Francesco Casetti is Sterling Professor of Humanities and Film and Media Studies at Yale University.
In 1970, he received a BA from Catholic University of Milan, where in 1974 he also received a “Specializzazione” (the top degree in Italy at the time) in Film and Communication Studies. He taught as Assistant Professor at the University of Genova (1974-1980), as Associate Professor at Catholic University of Milan (1984-1994), as Full Professor at the University of Trieste (1994-1998) and then at Catholic University of Milan (1998-2010), where he served as Chair of the Department in Communication and Performing Arts. He also served as President of Italian Society for film and media studies for two terms (1998-2002; 2006-2010).

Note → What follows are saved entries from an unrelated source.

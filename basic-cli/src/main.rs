use clap::Parser;
use std::{path::PathBuf, process::ExitCode, sync::Arc};

use treebranch_duplicate::{DuplicateOptions, Engine, duplicate_subtree};
use treebranch_store_adapter_sqlite::{AdapterConfig, TreeStoreAdapterSqlite};
use treebranch_types::prelude::*;

/// Duplicate a configuration subtree
#[derive(Debug, Parser)]
#[command(name = "treebranch-dup", version, long_about = None)]
struct Cli {
	/// Root node of the subtree to copy
	node_id: String,

	/// Data directory holding the tree database
	#[arg(long, env = "TREEBRANCH_DB", default_value = "./data")]
	db: PathBuf,

	/// Suffix token, the next free generation number when omitted
	#[arg(long, env = "TREEBRANCH_SUFFIX")]
	suffix: Option<String>,

	/// Parent of the copied root, its original parent when omitted
	#[arg(long, env = "TREEBRANCH_TARGET_PARENT")]
	target_parent: Option<String>,

	/// Keep shared references pointing at the shared originals
	#[arg(long, env = "TREEBRANCH_PRESERVE_SHARED")]
	preserve_shared: bool,

	/// Clone ancestors outside the subtree instead of reusing them
	#[arg(long, env = "TREEBRANCH_CLONE_EXTERNAL_PARENTS")]
	clone_external_parents: bool,

	/// Organization of the caller
	#[arg(long, env = "TREEBRANCH_ORG")]
	org: Option<String>,

	/// Run with super admin rights
	#[arg(long, env = "TREEBRANCH_SUPER_ADMIN")]
	super_admin: bool,
}

async fn run(cli: Cli) -> TbResult<String> {
	let store = TreeStoreAdapterSqlite::new(&cli.db, AdapterConfig::default()).await?;
	let engine = Engine::new(Arc::new(store));

	let auth = AuthCtx { organization_id: cli.org, is_super_admin: cli.super_admin };
	let mut opts = DuplicateOptions::new();
	opts.preserve_shared_references(cli.preserve_shared).clone_external_parents(cli.clone_external_parents);
	if let Some(suffix) = cli.suffix {
		opts.suffix(suffix);
	}
	if let Some(target) = cli.target_parent {
		opts.target_parent_id(target);
	}

	let result = duplicate_subtree(&engine, &auth, &cli.node_id, &opts).await?;
	Ok(serde_json::to_string_pretty(&result)?)
}

#[tokio::main(flavor = "current_thread")]
async fn main() -> ExitCode {
	tracing_subscriber::fmt()
		.with_env_filter(tracing_subscriber::EnvFilter::from_default_env())
		.with_target(false)
		.with_writer(std::io::stderr)
		.init();

	match run(Cli::parse()).await {
		Ok(output) => {
			println!("{}", output);
			ExitCode::SUCCESS
		}
		Err(err) => {
			error!(error = %err, "duplication failed");
			ExitCode::FAILURE
		}
	}
}

// vim: ts=4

He was invited as “Professeur associé” at Université de Paris III – la Sorbonne Nouvelle (1977), and as visiting professor at the University of Iowa (1988, 1991 and 1998). In 2000 he was the recipient of the Chair of Italian Culture for a distinguished scholar at the University of California-Berkeley. He was William P. Evans Fellow at the University of Otago (New Zealand) in 2011, and Fellow at the IKKM, Bauhaus University at Weimar in 2012.
He is member of the Advisory Boards of Comunicazioni Sociali (Milano), Necsus (Amsterdam), La Valle dell’Eden (Turin) and Fata Morgana (University of Calabria), and of the Steering Committee of Cinema and Cie (Paris III – Udine).
He sits on the board of “Istituto Gemelli-Musatti” (Milano) and of “Fondazione Mattei” (Milano). He is member of the steering committee of MaxMuseum, Lugano (Switzerland). He is also “consultor” of the Pontifical Council for Social Communication, Vatican.
Member of the Historical Accademia degli Agiati (Rovereto, Italy), correspondent member of the Historical Accademia delle Scienze (Bologna), and foreigner member of the Historical Accademia di Scienze Morali e Politiche (Naples).
With Jane Gaines (Columbia University) is the co-founder of the Permanent Seminar on Histories of Film Theories, an international network of film scholars aimed at a systematic exploration of the field of film and media theories.
His current research focuses on three topics: early film theory, especially the cinephobic stances in the first half of the 20th Century; the re-location of cinema in new spaces and on new devices, and in general the persistence of an “idea of cinema” in the digital epoch; and screen as an optical apparatus and as a component of our “mediascapes.”
Francesco Casetti is the author of six books, translated (among other languages) in French, Spanish, and Czech, co-author of two books, editor of more than ten books and special issues of journals, and author of more than sixty essays.
During the ’70s and ’80 his research has been mostly focused on semiotics of film and television, in particular about genres, intertextuality, and enunciation. His major achievement was an extensive study on the implied spectator in film (Inside the Gaze, Indiana, 1999, or. 1986) and an edited book on television and its imagined audience (Tra me e te, 1988). During the ‘90s he increasingly moved toward an original combination of close analysis and ethnographic research of actual audiences, introducing the notion of “communicative negotiations” (L’ospite fisso, 1995, on media consumption in 32 Italian families, and Communicative Negotiation in Cinema and Television, 2002, on the idea of “communicative pact” and “communicative situation”). More recently he explored the role of cinema in the context of modernity (Eye of the Century. Film, Experience, Modernity, Columbia, 2008, or. 2005) and the reconfiguration of cinema in a post-medium epoch, comparing this shift with the rise of cinema at the beginning of 20 Century (The Lumière Galaxy: Seven Key words for the Cinema to Come, Columbia, 2015). He has also significantly written on film theories (Theories of Cinema. 1945-1995, Texas UP, 1999, or. 1993; and editor of Early film theories in Italy. 1896-1922, an anthology forthcoming at Amsterdam UP).